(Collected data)
====
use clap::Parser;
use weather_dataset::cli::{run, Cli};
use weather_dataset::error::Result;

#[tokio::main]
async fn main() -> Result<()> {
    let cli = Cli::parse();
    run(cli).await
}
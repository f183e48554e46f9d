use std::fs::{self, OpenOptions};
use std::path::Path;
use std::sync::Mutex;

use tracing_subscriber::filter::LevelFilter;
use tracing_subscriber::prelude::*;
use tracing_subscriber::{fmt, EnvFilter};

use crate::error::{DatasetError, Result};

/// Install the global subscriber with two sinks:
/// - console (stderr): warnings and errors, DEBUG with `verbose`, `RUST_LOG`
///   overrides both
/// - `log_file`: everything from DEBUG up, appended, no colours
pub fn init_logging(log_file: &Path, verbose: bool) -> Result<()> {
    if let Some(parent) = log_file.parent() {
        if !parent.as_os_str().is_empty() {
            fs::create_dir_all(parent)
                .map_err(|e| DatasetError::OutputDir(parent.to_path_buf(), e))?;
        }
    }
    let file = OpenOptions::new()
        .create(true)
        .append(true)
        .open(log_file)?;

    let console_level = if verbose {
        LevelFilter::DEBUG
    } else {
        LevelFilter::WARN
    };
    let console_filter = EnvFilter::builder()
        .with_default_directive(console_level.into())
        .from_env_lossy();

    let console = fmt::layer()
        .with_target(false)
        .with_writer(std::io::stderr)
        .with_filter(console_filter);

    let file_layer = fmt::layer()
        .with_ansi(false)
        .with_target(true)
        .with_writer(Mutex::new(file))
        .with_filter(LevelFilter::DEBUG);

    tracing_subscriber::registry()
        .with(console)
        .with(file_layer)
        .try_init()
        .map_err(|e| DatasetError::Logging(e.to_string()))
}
====
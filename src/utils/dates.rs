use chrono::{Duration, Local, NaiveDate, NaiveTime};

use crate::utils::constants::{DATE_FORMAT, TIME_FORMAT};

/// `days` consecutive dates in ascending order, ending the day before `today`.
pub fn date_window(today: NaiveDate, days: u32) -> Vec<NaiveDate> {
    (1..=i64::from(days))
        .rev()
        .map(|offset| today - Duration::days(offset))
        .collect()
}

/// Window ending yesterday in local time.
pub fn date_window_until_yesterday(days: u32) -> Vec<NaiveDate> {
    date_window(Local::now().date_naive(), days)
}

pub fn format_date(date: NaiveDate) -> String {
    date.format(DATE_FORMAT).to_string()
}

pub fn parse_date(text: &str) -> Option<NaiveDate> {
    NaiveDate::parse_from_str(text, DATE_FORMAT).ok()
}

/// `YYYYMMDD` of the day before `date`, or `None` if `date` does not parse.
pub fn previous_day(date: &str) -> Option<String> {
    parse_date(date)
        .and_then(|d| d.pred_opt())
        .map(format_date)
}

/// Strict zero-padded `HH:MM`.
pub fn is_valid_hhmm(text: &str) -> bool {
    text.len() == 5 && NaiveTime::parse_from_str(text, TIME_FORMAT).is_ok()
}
====
§ **How to complete this task**
For each line above that includes "bool", copy the line.

§ **Written solution**
pub fn init_logging(log_file: &Path, verbose: bool) -> Result<()> {
pub fn is_valid_hhmm(text: &str) -> bool {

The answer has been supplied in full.